EXERCISE GOAL: Pick out the lines below that include the string "loop".

AVAILABLE DATA:

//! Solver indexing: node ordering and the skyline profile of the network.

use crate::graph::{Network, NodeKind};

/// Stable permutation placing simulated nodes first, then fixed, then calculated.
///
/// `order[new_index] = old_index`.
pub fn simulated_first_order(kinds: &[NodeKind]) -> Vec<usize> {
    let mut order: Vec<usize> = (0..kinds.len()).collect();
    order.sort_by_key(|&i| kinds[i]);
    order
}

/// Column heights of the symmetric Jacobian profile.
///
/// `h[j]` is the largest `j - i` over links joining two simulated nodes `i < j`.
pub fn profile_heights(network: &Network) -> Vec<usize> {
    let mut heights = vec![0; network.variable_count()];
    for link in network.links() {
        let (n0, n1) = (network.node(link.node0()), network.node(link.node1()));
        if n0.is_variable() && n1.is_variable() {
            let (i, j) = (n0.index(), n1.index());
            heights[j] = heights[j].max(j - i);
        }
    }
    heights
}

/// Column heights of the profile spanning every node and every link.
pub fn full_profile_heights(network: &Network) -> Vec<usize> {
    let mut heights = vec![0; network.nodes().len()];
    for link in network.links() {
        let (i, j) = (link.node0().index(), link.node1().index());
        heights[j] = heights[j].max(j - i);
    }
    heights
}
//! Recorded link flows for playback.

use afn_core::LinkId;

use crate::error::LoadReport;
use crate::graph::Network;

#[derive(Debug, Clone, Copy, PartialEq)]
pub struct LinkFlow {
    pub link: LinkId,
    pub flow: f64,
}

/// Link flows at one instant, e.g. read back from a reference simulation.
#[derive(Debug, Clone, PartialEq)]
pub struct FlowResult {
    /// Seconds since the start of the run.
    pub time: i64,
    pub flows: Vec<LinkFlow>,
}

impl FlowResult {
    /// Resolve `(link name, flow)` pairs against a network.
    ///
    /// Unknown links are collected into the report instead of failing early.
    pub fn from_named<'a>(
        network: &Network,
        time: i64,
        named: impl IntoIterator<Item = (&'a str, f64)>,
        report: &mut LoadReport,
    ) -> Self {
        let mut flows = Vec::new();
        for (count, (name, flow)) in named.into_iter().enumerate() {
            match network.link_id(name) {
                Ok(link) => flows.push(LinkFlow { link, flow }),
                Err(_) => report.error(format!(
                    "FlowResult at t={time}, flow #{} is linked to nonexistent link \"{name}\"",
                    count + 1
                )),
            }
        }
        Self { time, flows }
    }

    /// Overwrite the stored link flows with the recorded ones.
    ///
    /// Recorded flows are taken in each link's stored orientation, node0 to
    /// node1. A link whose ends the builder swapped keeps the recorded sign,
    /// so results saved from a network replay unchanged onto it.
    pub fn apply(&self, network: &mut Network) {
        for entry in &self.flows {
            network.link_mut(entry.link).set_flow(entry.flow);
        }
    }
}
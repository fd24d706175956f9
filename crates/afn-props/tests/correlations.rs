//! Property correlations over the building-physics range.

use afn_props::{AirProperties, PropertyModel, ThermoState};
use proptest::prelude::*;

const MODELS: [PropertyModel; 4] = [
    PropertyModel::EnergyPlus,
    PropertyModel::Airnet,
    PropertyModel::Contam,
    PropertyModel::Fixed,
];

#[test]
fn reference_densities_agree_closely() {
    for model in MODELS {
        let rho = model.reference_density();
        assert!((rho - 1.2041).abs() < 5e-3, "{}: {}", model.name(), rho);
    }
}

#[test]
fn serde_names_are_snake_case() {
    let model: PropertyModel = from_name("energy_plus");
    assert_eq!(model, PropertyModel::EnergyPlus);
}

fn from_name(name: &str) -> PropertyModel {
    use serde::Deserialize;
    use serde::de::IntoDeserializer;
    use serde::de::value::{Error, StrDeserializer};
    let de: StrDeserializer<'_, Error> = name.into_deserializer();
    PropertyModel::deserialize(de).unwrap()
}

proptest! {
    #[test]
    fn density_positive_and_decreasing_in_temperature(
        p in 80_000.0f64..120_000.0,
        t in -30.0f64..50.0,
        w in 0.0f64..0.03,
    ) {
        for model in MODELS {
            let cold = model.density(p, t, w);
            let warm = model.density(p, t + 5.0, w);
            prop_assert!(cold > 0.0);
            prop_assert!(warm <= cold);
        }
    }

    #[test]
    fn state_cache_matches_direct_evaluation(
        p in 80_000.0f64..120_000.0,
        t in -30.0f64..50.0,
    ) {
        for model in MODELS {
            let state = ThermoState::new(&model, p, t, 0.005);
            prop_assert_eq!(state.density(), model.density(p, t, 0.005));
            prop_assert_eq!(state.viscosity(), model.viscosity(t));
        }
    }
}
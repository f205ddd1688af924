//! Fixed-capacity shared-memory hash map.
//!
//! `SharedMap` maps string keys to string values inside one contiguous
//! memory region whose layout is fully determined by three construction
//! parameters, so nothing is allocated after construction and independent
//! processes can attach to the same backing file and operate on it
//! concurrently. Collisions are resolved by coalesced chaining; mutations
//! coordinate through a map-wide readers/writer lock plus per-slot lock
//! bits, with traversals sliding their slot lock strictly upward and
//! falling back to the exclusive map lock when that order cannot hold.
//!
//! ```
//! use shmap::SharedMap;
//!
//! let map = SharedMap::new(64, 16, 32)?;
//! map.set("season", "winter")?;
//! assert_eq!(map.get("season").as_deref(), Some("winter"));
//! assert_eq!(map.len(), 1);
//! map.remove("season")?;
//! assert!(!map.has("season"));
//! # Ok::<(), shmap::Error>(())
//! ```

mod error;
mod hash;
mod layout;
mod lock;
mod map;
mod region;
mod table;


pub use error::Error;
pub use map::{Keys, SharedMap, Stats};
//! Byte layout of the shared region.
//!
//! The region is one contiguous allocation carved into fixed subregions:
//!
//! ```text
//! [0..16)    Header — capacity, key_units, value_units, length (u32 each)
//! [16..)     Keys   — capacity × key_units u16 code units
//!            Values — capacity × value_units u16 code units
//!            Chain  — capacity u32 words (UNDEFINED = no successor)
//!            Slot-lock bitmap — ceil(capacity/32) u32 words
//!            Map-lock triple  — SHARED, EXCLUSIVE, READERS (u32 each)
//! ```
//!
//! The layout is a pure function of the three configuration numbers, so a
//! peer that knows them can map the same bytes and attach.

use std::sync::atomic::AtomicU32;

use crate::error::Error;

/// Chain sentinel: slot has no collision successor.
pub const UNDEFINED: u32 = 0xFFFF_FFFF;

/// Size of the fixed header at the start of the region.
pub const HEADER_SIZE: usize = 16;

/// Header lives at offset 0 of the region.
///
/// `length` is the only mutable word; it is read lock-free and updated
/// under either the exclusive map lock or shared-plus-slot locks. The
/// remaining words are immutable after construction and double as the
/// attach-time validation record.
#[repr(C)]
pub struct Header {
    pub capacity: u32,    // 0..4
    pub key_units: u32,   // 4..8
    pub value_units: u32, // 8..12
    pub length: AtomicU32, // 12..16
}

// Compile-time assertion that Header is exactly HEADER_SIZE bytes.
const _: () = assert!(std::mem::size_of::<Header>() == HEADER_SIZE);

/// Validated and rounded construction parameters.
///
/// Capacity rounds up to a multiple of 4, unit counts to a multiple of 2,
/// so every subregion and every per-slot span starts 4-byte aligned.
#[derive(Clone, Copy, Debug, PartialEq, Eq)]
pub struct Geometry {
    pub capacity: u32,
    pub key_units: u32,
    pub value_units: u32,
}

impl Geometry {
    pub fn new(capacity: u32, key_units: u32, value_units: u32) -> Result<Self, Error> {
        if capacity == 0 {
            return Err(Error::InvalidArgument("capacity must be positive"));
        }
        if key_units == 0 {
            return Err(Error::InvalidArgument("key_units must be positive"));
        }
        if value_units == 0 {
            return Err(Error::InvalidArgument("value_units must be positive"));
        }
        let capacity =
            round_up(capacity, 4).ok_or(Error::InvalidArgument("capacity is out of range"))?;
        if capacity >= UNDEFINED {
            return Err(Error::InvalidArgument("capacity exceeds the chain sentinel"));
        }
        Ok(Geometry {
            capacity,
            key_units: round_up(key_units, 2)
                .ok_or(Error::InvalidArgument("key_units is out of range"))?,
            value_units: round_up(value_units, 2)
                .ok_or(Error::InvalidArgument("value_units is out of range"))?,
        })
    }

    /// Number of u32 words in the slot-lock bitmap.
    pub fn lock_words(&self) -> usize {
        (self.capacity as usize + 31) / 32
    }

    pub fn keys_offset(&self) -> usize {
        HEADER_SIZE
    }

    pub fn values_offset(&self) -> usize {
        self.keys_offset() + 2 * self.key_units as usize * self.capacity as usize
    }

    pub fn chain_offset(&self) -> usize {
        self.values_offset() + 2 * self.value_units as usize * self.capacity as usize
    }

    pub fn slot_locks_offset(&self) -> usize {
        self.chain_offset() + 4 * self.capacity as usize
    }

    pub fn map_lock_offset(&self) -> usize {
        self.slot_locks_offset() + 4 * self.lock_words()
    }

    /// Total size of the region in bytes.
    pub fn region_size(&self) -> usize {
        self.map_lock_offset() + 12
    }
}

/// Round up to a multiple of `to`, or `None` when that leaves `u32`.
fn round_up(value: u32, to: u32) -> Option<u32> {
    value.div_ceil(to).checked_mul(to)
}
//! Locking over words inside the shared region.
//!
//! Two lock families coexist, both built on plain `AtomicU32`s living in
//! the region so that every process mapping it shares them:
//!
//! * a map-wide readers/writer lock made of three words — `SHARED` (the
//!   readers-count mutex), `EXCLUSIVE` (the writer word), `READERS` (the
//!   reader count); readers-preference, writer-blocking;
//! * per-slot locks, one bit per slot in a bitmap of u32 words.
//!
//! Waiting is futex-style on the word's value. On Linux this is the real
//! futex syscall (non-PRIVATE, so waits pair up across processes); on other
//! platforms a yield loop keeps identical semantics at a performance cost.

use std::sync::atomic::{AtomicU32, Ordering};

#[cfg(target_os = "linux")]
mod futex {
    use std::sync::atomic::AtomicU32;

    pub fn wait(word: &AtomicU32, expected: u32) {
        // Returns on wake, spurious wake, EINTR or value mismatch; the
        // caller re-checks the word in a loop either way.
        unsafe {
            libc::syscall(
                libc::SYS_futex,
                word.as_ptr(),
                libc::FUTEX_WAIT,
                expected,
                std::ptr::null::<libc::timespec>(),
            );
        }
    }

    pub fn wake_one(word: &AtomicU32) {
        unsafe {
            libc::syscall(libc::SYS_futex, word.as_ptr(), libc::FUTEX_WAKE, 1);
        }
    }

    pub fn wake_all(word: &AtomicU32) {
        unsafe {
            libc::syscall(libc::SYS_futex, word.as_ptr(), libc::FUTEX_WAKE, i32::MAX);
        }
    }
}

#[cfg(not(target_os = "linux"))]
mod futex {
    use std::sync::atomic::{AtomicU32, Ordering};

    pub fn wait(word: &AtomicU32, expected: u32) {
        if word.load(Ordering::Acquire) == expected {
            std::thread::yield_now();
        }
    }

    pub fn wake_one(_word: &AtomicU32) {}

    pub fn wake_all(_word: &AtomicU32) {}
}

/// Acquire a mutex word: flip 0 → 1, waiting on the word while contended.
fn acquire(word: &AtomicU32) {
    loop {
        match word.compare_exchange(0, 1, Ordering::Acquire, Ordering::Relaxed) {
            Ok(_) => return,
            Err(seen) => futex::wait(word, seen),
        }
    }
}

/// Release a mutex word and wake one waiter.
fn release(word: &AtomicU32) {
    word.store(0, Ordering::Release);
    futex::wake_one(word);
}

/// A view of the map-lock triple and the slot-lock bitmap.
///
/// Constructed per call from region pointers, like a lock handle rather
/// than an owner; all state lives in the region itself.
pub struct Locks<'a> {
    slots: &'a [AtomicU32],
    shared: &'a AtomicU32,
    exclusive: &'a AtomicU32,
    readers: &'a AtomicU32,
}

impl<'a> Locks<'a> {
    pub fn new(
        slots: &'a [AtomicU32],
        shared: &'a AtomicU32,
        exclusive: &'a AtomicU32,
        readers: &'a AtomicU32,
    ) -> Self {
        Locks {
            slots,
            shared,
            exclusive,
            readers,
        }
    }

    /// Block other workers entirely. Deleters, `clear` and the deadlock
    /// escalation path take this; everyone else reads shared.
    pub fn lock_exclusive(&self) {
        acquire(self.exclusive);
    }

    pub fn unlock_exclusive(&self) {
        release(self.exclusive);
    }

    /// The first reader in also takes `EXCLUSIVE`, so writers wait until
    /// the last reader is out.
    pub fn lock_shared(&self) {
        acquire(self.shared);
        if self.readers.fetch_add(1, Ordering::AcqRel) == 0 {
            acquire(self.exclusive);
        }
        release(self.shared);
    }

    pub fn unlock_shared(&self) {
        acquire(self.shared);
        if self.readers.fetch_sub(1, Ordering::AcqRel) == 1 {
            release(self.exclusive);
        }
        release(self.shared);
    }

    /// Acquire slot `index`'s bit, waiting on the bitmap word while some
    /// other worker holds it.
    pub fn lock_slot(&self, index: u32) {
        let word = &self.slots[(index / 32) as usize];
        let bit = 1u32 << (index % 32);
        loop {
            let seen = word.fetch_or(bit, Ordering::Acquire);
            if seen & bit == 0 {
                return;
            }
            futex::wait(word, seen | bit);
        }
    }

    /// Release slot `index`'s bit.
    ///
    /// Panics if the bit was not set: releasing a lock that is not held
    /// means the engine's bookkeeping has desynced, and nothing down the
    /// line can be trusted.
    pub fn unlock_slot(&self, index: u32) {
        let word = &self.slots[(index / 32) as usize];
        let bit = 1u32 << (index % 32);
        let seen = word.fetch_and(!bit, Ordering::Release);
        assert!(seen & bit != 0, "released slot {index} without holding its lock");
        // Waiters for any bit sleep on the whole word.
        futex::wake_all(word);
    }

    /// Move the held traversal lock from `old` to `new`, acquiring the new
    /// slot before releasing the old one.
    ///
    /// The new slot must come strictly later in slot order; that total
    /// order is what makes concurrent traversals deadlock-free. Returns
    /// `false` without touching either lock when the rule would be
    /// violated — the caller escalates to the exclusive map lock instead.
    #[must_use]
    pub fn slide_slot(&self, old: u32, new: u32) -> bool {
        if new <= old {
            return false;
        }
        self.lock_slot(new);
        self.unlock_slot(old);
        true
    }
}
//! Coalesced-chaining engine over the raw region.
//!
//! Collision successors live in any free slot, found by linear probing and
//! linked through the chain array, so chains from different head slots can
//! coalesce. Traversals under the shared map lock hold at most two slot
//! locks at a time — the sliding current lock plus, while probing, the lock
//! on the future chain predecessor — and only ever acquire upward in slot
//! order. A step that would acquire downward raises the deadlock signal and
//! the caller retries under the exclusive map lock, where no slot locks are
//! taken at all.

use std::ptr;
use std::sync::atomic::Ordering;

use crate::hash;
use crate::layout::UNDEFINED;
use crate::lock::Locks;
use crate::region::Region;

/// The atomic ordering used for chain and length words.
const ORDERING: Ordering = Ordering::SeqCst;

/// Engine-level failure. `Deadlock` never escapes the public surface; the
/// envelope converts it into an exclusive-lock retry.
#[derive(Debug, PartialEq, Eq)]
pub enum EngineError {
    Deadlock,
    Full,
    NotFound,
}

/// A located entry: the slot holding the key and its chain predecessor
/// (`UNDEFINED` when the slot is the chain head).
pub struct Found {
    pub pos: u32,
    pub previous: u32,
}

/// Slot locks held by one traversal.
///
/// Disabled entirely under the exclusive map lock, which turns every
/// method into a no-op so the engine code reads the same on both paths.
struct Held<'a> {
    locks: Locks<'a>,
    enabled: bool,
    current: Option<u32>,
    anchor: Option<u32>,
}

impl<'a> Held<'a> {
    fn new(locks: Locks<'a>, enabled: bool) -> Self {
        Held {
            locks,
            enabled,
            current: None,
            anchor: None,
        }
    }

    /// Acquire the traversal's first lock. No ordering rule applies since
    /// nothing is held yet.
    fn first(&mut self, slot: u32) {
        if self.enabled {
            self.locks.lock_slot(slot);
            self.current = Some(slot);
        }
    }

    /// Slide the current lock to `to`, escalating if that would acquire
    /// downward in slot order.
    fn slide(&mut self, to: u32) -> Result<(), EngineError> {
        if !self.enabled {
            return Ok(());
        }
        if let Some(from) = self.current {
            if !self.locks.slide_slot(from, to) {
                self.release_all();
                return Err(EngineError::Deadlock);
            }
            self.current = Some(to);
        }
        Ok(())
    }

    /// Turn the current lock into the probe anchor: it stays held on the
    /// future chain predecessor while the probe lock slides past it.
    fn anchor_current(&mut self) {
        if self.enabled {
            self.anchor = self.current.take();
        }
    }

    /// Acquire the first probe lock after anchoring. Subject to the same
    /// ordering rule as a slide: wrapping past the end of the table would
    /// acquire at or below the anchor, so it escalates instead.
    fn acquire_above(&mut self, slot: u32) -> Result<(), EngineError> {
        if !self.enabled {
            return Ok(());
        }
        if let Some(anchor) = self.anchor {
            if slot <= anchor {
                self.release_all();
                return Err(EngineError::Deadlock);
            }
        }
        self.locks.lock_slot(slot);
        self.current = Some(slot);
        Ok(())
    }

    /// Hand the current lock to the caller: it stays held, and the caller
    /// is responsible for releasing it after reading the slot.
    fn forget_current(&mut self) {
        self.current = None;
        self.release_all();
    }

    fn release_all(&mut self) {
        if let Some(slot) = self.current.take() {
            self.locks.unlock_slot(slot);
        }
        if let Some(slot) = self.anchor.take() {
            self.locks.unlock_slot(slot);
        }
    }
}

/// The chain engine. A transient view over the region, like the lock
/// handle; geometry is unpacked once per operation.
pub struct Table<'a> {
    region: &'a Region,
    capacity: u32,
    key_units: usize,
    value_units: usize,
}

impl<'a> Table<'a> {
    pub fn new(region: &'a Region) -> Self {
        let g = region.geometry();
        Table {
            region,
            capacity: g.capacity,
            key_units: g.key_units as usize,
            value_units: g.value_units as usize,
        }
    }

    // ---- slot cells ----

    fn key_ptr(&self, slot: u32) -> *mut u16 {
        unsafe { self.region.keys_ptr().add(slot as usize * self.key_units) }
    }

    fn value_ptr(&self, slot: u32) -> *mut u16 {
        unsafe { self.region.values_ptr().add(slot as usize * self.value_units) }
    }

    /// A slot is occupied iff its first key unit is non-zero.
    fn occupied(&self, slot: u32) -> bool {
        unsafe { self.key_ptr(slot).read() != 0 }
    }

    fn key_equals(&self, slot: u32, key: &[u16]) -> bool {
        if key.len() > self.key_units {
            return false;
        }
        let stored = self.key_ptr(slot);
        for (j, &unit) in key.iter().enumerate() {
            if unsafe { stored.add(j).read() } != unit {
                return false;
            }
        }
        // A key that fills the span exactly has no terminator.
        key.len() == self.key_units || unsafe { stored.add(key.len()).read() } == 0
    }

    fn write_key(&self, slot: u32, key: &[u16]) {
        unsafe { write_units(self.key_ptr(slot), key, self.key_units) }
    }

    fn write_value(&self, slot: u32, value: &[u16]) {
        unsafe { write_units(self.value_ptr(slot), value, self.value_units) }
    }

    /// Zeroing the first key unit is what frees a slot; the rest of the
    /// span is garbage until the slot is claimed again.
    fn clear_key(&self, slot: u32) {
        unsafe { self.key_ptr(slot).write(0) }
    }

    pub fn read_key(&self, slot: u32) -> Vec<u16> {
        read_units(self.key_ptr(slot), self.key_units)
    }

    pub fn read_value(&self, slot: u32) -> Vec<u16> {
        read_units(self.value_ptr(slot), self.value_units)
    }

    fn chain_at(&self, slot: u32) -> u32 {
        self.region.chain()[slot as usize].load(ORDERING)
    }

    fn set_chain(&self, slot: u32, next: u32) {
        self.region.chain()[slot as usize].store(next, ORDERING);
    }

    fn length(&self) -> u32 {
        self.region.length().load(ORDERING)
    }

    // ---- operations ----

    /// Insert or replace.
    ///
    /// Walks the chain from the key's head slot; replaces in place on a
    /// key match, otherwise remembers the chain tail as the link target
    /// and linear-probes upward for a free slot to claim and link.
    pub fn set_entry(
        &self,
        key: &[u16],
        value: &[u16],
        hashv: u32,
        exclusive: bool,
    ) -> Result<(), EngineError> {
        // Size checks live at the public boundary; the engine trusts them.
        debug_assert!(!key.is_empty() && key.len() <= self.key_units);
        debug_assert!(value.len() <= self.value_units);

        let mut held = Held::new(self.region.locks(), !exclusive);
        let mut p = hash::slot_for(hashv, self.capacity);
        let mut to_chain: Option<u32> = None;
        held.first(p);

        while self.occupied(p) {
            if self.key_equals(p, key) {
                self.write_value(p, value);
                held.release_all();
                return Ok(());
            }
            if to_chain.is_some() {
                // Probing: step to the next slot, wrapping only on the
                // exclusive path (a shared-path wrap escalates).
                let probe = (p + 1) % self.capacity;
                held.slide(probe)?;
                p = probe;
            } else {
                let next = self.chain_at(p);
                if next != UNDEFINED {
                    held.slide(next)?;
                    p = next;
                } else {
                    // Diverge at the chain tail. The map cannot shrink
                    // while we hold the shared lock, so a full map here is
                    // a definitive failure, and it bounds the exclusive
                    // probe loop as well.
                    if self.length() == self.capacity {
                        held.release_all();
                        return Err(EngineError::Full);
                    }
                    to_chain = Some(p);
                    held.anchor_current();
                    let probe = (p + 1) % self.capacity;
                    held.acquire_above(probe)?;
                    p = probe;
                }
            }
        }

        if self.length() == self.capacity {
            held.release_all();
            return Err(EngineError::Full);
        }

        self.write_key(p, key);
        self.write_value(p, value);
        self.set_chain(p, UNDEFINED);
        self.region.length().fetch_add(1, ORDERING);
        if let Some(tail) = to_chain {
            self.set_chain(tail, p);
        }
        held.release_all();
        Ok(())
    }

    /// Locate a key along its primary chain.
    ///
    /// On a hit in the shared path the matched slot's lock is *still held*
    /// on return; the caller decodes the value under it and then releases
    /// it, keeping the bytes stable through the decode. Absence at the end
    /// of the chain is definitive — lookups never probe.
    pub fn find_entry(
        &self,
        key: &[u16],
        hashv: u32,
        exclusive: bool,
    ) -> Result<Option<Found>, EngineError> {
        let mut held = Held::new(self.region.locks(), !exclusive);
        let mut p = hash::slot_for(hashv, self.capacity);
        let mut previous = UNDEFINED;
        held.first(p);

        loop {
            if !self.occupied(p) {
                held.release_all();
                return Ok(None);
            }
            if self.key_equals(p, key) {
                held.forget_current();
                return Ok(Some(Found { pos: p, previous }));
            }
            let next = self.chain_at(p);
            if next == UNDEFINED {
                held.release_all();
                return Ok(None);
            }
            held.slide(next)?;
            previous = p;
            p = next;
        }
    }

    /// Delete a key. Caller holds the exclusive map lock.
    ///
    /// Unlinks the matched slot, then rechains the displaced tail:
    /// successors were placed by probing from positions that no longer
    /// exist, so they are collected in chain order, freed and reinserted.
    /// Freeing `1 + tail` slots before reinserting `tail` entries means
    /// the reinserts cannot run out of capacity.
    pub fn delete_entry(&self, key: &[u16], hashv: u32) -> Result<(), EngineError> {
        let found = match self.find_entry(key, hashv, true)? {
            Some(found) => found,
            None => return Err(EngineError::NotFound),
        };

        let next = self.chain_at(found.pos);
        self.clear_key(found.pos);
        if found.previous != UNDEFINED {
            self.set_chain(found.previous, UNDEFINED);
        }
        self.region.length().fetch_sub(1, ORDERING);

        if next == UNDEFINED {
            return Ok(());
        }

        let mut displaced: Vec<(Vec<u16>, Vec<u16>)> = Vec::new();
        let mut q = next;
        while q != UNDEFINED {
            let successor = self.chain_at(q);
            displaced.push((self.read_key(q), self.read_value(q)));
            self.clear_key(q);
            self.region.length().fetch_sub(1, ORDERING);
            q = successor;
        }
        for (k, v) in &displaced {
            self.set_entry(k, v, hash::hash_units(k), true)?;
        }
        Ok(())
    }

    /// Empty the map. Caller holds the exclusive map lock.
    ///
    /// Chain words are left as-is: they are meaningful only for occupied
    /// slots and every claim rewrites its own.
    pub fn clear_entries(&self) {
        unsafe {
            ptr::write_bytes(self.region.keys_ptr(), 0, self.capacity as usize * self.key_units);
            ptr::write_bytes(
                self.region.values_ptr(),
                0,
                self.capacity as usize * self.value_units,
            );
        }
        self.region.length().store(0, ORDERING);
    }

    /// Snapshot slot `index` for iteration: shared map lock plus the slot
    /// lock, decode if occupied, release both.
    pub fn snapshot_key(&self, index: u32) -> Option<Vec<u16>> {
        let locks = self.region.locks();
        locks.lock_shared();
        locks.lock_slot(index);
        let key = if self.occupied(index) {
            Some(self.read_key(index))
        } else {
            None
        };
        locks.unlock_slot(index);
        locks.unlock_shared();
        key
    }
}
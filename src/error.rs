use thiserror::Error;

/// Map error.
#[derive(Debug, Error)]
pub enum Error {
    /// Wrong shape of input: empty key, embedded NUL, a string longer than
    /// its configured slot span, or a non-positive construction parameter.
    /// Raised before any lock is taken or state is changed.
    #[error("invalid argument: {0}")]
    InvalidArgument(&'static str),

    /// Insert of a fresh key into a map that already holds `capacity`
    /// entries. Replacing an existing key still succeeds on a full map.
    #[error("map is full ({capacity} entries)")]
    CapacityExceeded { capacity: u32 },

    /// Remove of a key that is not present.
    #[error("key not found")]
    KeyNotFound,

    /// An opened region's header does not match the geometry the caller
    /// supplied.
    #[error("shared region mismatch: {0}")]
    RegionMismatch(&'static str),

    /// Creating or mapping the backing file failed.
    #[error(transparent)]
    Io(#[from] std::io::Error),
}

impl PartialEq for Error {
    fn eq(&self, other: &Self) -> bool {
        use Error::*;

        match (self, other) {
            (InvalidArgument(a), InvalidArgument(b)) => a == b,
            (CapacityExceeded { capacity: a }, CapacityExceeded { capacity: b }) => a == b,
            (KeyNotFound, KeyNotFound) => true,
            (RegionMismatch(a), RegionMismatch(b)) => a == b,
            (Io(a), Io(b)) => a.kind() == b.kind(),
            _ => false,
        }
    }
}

ANSWER BOX:
//! platforms a yield loop keeps identical semantics at a performance cost.
        // caller re-checks the word in a loop either way.
    loop {
        loop {
                    // probe loop as well.
        loop {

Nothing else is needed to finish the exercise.